//! # OVF
//!
//! Writer and reader for Open Vector Format (.ovf) job files, the per-layer
//! toolpath container used by laser powder bed fusion and marking machines,
//! plus a mesh slicer that produces the layers.
//!
//! The writer streams a job to disk in a single forward pass. Look-up tables
//! are written after the data they index, and fixed 8-byte placeholders are
//! backpatched with their offsets, so readers can seek straight to any work
//! plane or vector block.
//!
//! ## Modules
//!
//! - [`util`] - Error handling
//! - [`codec`] - Length-delimited record encoding
//! - [`model`] - Job, WorkPlane, VectorBlock and LUT records
//! - [`container`] - Container format, [`JobWriter`] / [`WorkPlaneWriter`], [`OvfReader`]
//! - [`slicer`] - Mesh slicing into layer contours
//! - [`convert`] - Layers to OVF
//! - [`config`] - JSON job configuration
//!
//! ## Example
//!
//! ```no_run
//! use ovf::prelude::*;
//!
//! # fn main() -> ovf::Result<()> {
//! let mut job = JobWriter::create("square.ovf", &Job::named("square"))?;
//! {
//!     let mut plane = job.append_work_plane(&WorkPlane::at_height(0.05))?;
//!     plane.append_vector_block(&VectorBlock::line_sequence(&[
//!         (0.0, 0.0), (10.0, 0.0), (10.0, 10.0), (0.0, 10.0), (0.0, 0.0),
//!     ]))?;
//!     plane.finish()?;
//! }
//! job.finish()?;
//!
//! let reader = OvfReader::open("square.ovf")?;
//! assert_eq!(reader.num_work_planes()?, 1);
//! # Ok(())
//! # }
//! ```

pub mod util;
pub mod codec;
pub mod model;
pub mod container;
pub mod slicer;
pub mod convert;
pub mod config;

// Re-export commonly used types
pub use util::{Error, Result};
pub use container::{JobWriter, OvfReader, WorkPlaneWriter};

/// Prelude module for convenient imports
pub mod prelude {
    pub use crate::util::{Error, Result};
    pub use crate::model::*;
    pub use crate::container::{JobWriter, OvfReader, WorkPlaneWriter};
    pub use crate::slicer::{Contour, MeshSlicer, Point2D, SlicedLayer, Slicer, TriangleMesh};
    pub use crate::convert::{convert, write_layers, ConvertOptions};
    pub use crate::config::JobConfig;
}
//! Shell projection: a record minus its children, with the child count reset.
//!
//! The writer keeps the shell as running state and counts children itself
//! as they are appended. Struct literals are spelled out so that a new field
//! cannot be silently dropped.

use crate::model::{Job, WorkPlane};

/// Copy of `job` without work planes and with `num_work_planes = 0`.
pub fn job_shell(job: &Job) -> Job {
    Job {
        work_planes: Vec::new(),
        job_meta_data: job.job_meta_data.clone(),
        marking_params_map: job.marking_params_map.clone(),
        parts_map: job.parts_map.clone(),
        num_work_planes: 0,
        job_parameters: job.job_parameters.clone(),
    }
}

/// Copy of `plane` without vector blocks and with `num_blocks = 0`.
pub fn work_plane_shell(plane: &WorkPlane) -> WorkPlane {
    WorkPlane {
        vector_blocks: Vec::new(),
        x_pos_in_mm: plane.x_pos_in_mm,
        y_pos_in_mm: plane.y_pos_in_mm,
        z_pos_in_mm: plane.z_pos_in_mm,
        x_rot_in_deg: plane.x_rot_in_deg,
        y_rot_in_deg: plane.y_rot_in_deg,
        z_rot_in_deg: plane.z_rot_in_deg,
        num_blocks: 0,
        repeats: plane.repeats,
        work_plane_number: plane.work_plane_number,
        machine_type: plane.machine_type,
        additional_axis_positions: plane.additional_axis_positions.clone(),
        meta_data: plane.meta_data.clone(),
    }
}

* * * * * * *

▶ Instructions for the task
Restate the entries above word for word, beginning with their first line and ending with the line holding "pub mod prelude"; omit everything else.

▶ Answer section
//! # OVF
//!
//! Writer and reader for Open Vector Format (.ovf) job files, the per-layer
//! toolpath container used by laser powder bed fusion and marking machines,
//! plus a mesh slicer that produces the layers.
//!
//! The writer streams a job to disk in a single forward pass. Look-up tables
//! are written after the data they index, and fixed 8-byte placeholders are
//! backpatched with their offsets, so readers can seek straight to any work
//! plane or vector block.
//!
//! ## Modules
//!
//! - [`util`] - Error handling
//! - [`codec`] - Length-delimited record encoding
//! - [`model`] - Job, WorkPlane, VectorBlock and LUT records
//! - [`container`] - Container format, [`JobWriter`] / [`WorkPlaneWriter`], [`OvfReader`]
//! - [`slicer`] - Mesh slicing into layer contours
//! - [`convert`] - Layers to OVF
//! - [`config`] - JSON job configuration
//!
//! ## Example
//!
//! ```no_run
//! use ovf::prelude::*;
//!
//! # fn main() -> ovf::Result<()> {
//! let mut job = JobWriter::create("square.ovf", &Job::named("square"))?;
//! {
//!     let mut plane = job.append_work_plane(&WorkPlane::at_height(0.05))?;
//!     plane.append_vector_block(&VectorBlock::line_sequence(&[
//!         (0.0, 0.0), (10.0, 0.0), (10.0, 10.0), (0.0, 10.0), (0.0, 0.0),
//!     ]))?;
//!     plane.finish()?;
//! }
//! job.finish()?;
//!
//! let reader = OvfReader::open("square.ovf")?;
//! assert_eq!(reader.num_work_planes()?, 1);
//! # Ok(())
//! # }
//! ```

pub mod util;
pub mod codec;
pub mod model;
pub mod container;
pub mod slicer;
pub mod convert;
pub mod config;

// Re-export commonly used types
pub use util::{Error, Result};
pub use container::{JobWriter, OvfReader, WorkPlaneWriter};

/// Prelude module for convenient imports
pub mod prelude {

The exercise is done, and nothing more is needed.